Nothing
#' @title Measures of association for contingency tables
#' @name crosstable_statistics
#'
#' @description This function calculates various measure of association for
#' contingency tables and returns the statistic and p-value.
#' Supported measures are Cramer's V, Phi, Spearman's rho,
#' Kendall's tau and Pearson's r.
#'
#' @param data A data frame or a table object. If a table object, `x1` and
#' `x2` will be ignored. For Kendall's _tau_, Spearman's _rho_ or Pearson's
#' product moment correlation coefficient, `data` needs to be a data frame.

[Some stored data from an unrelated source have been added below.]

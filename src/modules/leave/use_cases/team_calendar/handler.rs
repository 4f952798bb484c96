// Team availability for one calendar month.
//
// Purpose
// - Who is in the viewer's team, which approved leave touches the month,
//   and how many members remain available on a given day.

use crate::modules::leave::core::calendar::Holiday;
use crate::modules::leave::core::directory::Employee;
use crate::modules::leave::core::events::LeaveRequestEvent;
use crate::modules::leave::core::request::{LeaveRequest, LeaveStatus};
use crate::modules::leave::engine::LeaveEngine;
use crate::modules::leave::errors::ApplicationError;
use crate::shared::infrastructure::event_store::EventStore;
use chrono::NaiveDate;
use serde::{Deserialize, Serialize};
use std::collections::HashSet;

/// Nominal working days per member per month, used for the average.
const WORKING_DAYS_PER_MONTH: f64 = 20.0;

#[derive(Debug, Clone, Copy, PartialEq, Eq, Default, Serialize, Deserialize)]
#[serde(rename_all = "snake_case")]
pub enum TeamScope {
    /// The viewer's direct reports.
    #[default]
    DirectReports,
    /// Everyone in the viewer's department, the viewer included.
    Department,
    Everyone,
}

#[derive(Debug, Clone, PartialEq, Serialize)]
pub struct TeamCalendar {
    pub year: i32,
    pub month: u32,
    pub members: Vec<Employee>,
    /// Approved leave of members overlapping the month, by start date.
    pub leaves: Vec<LeaveRequest>,
    pub holidays: Vec<Holiday>,
    pub total_leave_days: u32,
}

#[derive(Debug, Clone, PartialEq, Serialize)]
pub struct DailyAvailability {
    pub date: NaiveDate,
    pub available: usize,
    pub on_leave: usize,
}

impl TeamCalendar {
    pub fn first_day(&self) -> Option<NaiveDate> {
        NaiveDate::from_ymd_opt(self.year, self.month, 1)
    }

    pub fn last_day(&self) -> Option<NaiveDate> {
        let (year, month) = match self.month {
            12 => (self.year.checked_add(1)?, 1),
            m => (self.year, m.checked_add(1)?),
        };
        NaiveDate::from_ymd_opt(year, month, 1).and_then(|d| d.pred_opt())
    }

    /// Members without approved leave covering `date`.
    pub fn availability_on(&self, date: NaiveDate) -> Vec<&Employee> {
        let away = self.away_on(date);
        self.members
            .iter()
            .filter(|m| !away.contains(m.id.as_str()))
            .collect()
    }

    pub fn daily(&self) -> Vec<DailyAvailability> {
        let (Some(first), Some(last)) = (self.first_day(), self.last_day()) else {
            return Vec::new();
        };
        first
            .iter_days()
            .take_while(|d| *d <= last)
            .map(|date| {
                let on_leave = self.away_on(date).len();
                DailyAvailability {
                    date,
                    available: self.members.len().saturating_sub(on_leave),
                    on_leave,
                }
            })
            .collect()
    }

    /// 100 minus leave days as a share of nominal team capacity.
    pub fn average_availability_percent(&self) -> f64 {
        if self.members.is_empty() {
            return 100.0;
        }
        let capacity = self.members.len() as f64 * WORKING_DAYS_PER_MONTH;
        100.0 - f64::from(self.total_leave_days) / capacity * 100.0
    }

    fn away_on(&self, date: NaiveDate) -> HashSet<&str> {
        self.leaves
            .iter()
            .filter(|l| l.overlaps(date, date))
            .map(|l| l.employee_id.as_str())
            .collect()
    }
}

impl<S> LeaveEngine<S>
where
    S: EventStore<LeaveRequestEvent> + 'static,
{
    pub async fn team_calendar(
        &self,
        viewer_id: &str,
        scope: TeamScope,
        year: i32,
        month: u32,
    ) -> Result<TeamCalendar, ApplicationError> {
        let viewer = self
            .directory
            .get(viewer_id)
            .ok_or_else(|| ApplicationError::UnknownEmployee(viewer_id.to_string()))?;
        let members: Vec<Employee> = match scope {
            TeamScope::DirectReports => self.directory.subordinates(&viewer.id).cloned().collect(),
            TeamScope::Department => self
                .directory
                .department_members(&viewer.department)
                .cloned()
                .collect(),
            TeamScope::Everyone => self.directory.iter().cloned().collect(),
        };

        let mut calendar = TeamCalendar {
            year,
            month,
            members,
            leaves: Vec::new(),
            holidays: Vec::new(),
            total_leave_days: 0,
        };
        let (Some(first), Some(last)) = (calendar.first_day(), calendar.last_day()) else {
            return Err(ApplicationError::InvalidMonth { year, month });
        };

        let ids: HashSet<&str> = calendar.members.iter().map(|m| m.id.as_str()).collect();
        let mut leaves: Vec<LeaveRequest> = self
            .load_requests()
            .await?
            .into_iter()
            .filter(|r| r.status == LeaveStatus::Approved)
            .filter(|r| ids.contains(r.employee_id.as_str()))
            .filter(|r| r.overlaps(first, last))
            .collect();
        leaves.sort_by(|a, b| (a.start_date, &a.id).cmp(&(b.start_date, &b.id)));

        calendar.total_leave_days = leaves.iter().map(|l| l.days).sum();
        calendar.leaves = leaves;
        calendar.holidays = self.holidays.read().await.in_month(year, month);
        Ok(calendar)
    }
}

#' If `x1` and `x2` are not specified, the first two columns of the data
#' frames are used as variables to compute the crosstab.
#' @param formula A formula of the form `lhs ~ rhs` where `lhs` is a
#' numeric variable giving the data values and `rhs` a factor giving the
#' corresponding groups.
#' @param tab A [`table()`] or [`ftable()`]. Tables of class [`xtabs()`] and
#' other will be coerced to `ftable` objects.
#' @param x1 Name of first variable that should be used to compute the
#' contingency table. If `data` is a table object, this argument will be
#' irgnored.
#' @param x2 Name of second variable that should be used to compute the
#' contingency table. If `data` is a table object, this argument will be
#' irgnored.
#' @param statistics Name of measure of association that should be computed. May
#' be one of `"auto"`, `"cramer"`, `"phi"`, `"spearman"`, `"kendall"`,
#' `"pearson"` or `"fisher"`. See 'Details'.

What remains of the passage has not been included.